Un film rafraîchissant, modeste finalement en terme de science fiction puisque l'intrigue ne vient pas remettre en cause l'existence de la galaxie, mais présentant une thématique profonde et universelle. La thématique est rafraîchissante dans le sens où depuis 2001, L’Odyssée de l'espace en passant I.Robot, l'intelligence artificielle et plus spécifiquement la conscience artificielle jouit d'une mauvaise réputation, bien que les lignes semblent bouger. 

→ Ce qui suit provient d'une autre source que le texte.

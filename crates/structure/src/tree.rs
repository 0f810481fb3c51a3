//! Recursive directory tree renderer shared by the terminal and file CLIs.

use std::collections::HashSet;
use std::fs;
use std::io;
use std::path::{Path, PathBuf};

pub mod style;

use style::StyleClass;

/// Directory names excluded from every traversal regardless of caller input.
pub const DEFAULT_IGNORES: [&str; 6] = [
    ".git",
    "__pycache__",
    "venv",
    "env",
    ".venv",
    "node_modules",
];

/// Hidden entry that is always listed despite its leading dot.
const HIDDEN_EXCEPTION: &str = ".env.example";

/// One line of rendered tree output.
///
/// The plain projection is `prefix` followed by `name`; the decorated
/// projection styles `name` only, so both projections always agree on
/// content and order.
#[derive(Clone, Debug, PartialEq, Eq)]
pub struct RenderLine {
    /// Nesting level, `0` for the root directory itself.
    pub depth: usize,
    /// Whether this entry is the last item of its parent's combined list.
    pub is_last: bool,
    /// Ancestor bars plus the connector glyph; empty at the root.
    pub prefix: String,
    /// Display name; directories carry a trailing `/`.
    pub name: String,
    /// Style class applied to `name` in the decorated projection.
    pub style: StyleClass,
}

impl RenderLine {
    /// Returns the line without any decoration.
    pub fn plain(&self) -> String {
        format!("{}{}", self.prefix, self.name)
    }

    /// Returns the line with ANSI styling applied to the name.
    pub fn decorated(&self) -> String {
        format!("{}{}", self.prefix, style::paint(&self.name, self.style, self.depth))
    }
}

/// Renders `root` into decorated and plain line projections.
///
/// Both projections come from a single traversal and are content-identical;
/// when `use_decoration` is `false` the decorated projection equals the
/// plain one.
pub fn render(
    root: &Path,
    extra_ignore: &[String],
    use_decoration: bool,
) -> (Vec<String>, Vec<String>) {
    let lines = render_lines(root, extra_ignore);
    let plain: Vec<String> = lines.iter().map(RenderLine::plain).collect();
    let decorated = if use_decoration {
        lines.iter().map(RenderLine::decorated).collect()
    } else {
        plain.clone()
    };

    (decorated, plain)
}

/// Walks `root` and returns the structured line sequence in display order.
///
/// Traversal is a synchronous, depth-first, pre-order recursion over a
/// static snapshot of the directory; it only reads the filesystem.
/// Caller-supplied ignore names are unioned with [`DEFAULT_IGNORES`], never
/// replacing them.
pub fn render_lines(root: &Path, extra_ignore: &[String]) -> Vec<RenderLine> {
    let mut ignore: HashSet<String> =
        DEFAULT_IGNORES.iter().map(|name| (*name).to_string()).collect();
    ignore.extend(extra_ignore.iter().cloned());

    let mut lines = Vec::new();
    walk(root, "", true, 0, &ignore, &mut lines);

    lines
}

/// A directory child selected for rendering.
struct ChildEntry {
    is_dir: bool,
    name: String,
    path: PathBuf,
}

/// Emits the line for `path` and recurses into its children.
fn walk(
    path: &Path,
    prefix: &str,
    is_last: bool,
    depth: usize,
    ignore: &HashSet<String>,
    out: &mut Vec<RenderLine>,
) {
    let name = path
        .file_name()
        .map_or_else(|| path.display().to_string(), |name| name.to_string_lossy().into_owned());

    let (line_prefix, child_prefix) = if depth == 0 {
        (String::new(), String::new())
    } else if is_last {
        (format!("{prefix}└── "), format!("{prefix}    "))
    } else {
        (format!("{prefix}├── "), format!("{prefix}│   "))
    };

    out.push(RenderLine {
        depth,
        is_last,
        prefix: line_prefix,
        name: format!("{name}/"),
        style: StyleClass::Directory,
    });

    let (children, errors) = match list_children(path, ignore) {
        Ok(listing) => listing,
        Err(message) => {
            out.push(placeholder(depth + 1, &child_prefix, &message));
            return;
        }
    };

    let count = children.len();
    for (index, child) in children.into_iter().enumerate() {
        let child_is_last = index + 1 == count;
        if child.is_dir {
            walk(&child.path, &child_prefix, child_is_last, depth + 1, ignore, out);
        } else {
            let connector = if child_is_last { "└── " } else { "├── " };
            out.push(RenderLine {
                depth: depth + 1,
                is_last: child_is_last,
                prefix: format!("{child_prefix}{connector}"),
                style: style::classify(&child.name),
                name: child.name,
            });
        }
    }

    for message in errors {
        out.push(placeholder(depth + 1, &child_prefix, &message));
    }
}

/// Lists visible, non-ignored children of `path`: directories first, then
/// files, each group sorted ascending by name.
///
/// Entry-level enumeration failures are collected alongside the successful
/// entries so the caller can render them in place; failing to open the
/// directory itself is returned as `Err`.
fn list_children(
    path: &Path,
    ignore: &HashSet<String>,
) -> Result<(Vec<ChildEntry>, Vec<String>), String> {
    let reader = fs::read_dir(path).map_err(|err| describe(&err))?;

    let mut dirs = Vec::new();
    let mut files = Vec::new();
    let mut errors = Vec::new();
    for entry in reader {
        let entry = match entry {
            Ok(entry) => entry,
            Err(err) => {
                errors.push(describe(&err));
                continue;
            }
        };

        let name = entry.file_name().to_string_lossy().into_owned();
        if name.starts_with('.') && name != HIDDEN_EXCEPTION {
            continue;
        }

        let child_path = entry.path();
        let is_dir = child_path.is_dir();
        // Ignore names only exclude directories; a file named `env` stays.
        if is_dir && ignore.contains(&name) {
            continue;
        }

        let child = ChildEntry { is_dir, name, path: child_path };
        if child.is_dir {
            dirs.push(child);
        } else {
            files.push(child);
        }
    }

    dirs.sort_by(|first, second| first.name.cmp(&second.name));
    files.sort_by(|first, second| first.name.cmp(&second.name));
    dirs.extend(files);

    Ok((dirs, errors))
}

/// Builds the inline placeholder emitted when an entry cannot be listed.
fn placeholder(depth: usize, prefix: &str, message: &str) -> RenderLine {
    RenderLine {
        depth,
        is_last: false,
        prefix: format!("{prefix}├── "),
        name: message.to_string(),
        style: StyleClass::Error,
    }
}

/// Converts an I/O failure into its placeholder text.
fn describe(err: &io::Error) -> String {
    if err.kind() == io::ErrorKind::PermissionDenied {
        "Access Denied".to_string()
    } else {
        format!("Error: {err}")
    }
}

La mise en scène est elle plutôt fonctionnelle et classique avec un petit côté tiré des jeux vidéos du fait que l'on ait parfois la caméra subjective des robots. D'ailleurs, il y a peut-être une petite critique à l'adresse des joueurs prenant la réalité pour la virtualité à l'instar de Vincent qui est finalement un grand enfant voulant tester son jouet dans le monde réel. Enfin, la musique est elle très reconnaissable avec ses fortes percussions rythmiques. Hans Zimmer réalise toujours une musique purement cinématographie c'est à dire minimale mais efficace.

En définitive, un film signé Neill Blomkamp, proposant un message très intéressant et intelligemment abordé. Le format est classique, rythmé et efficace.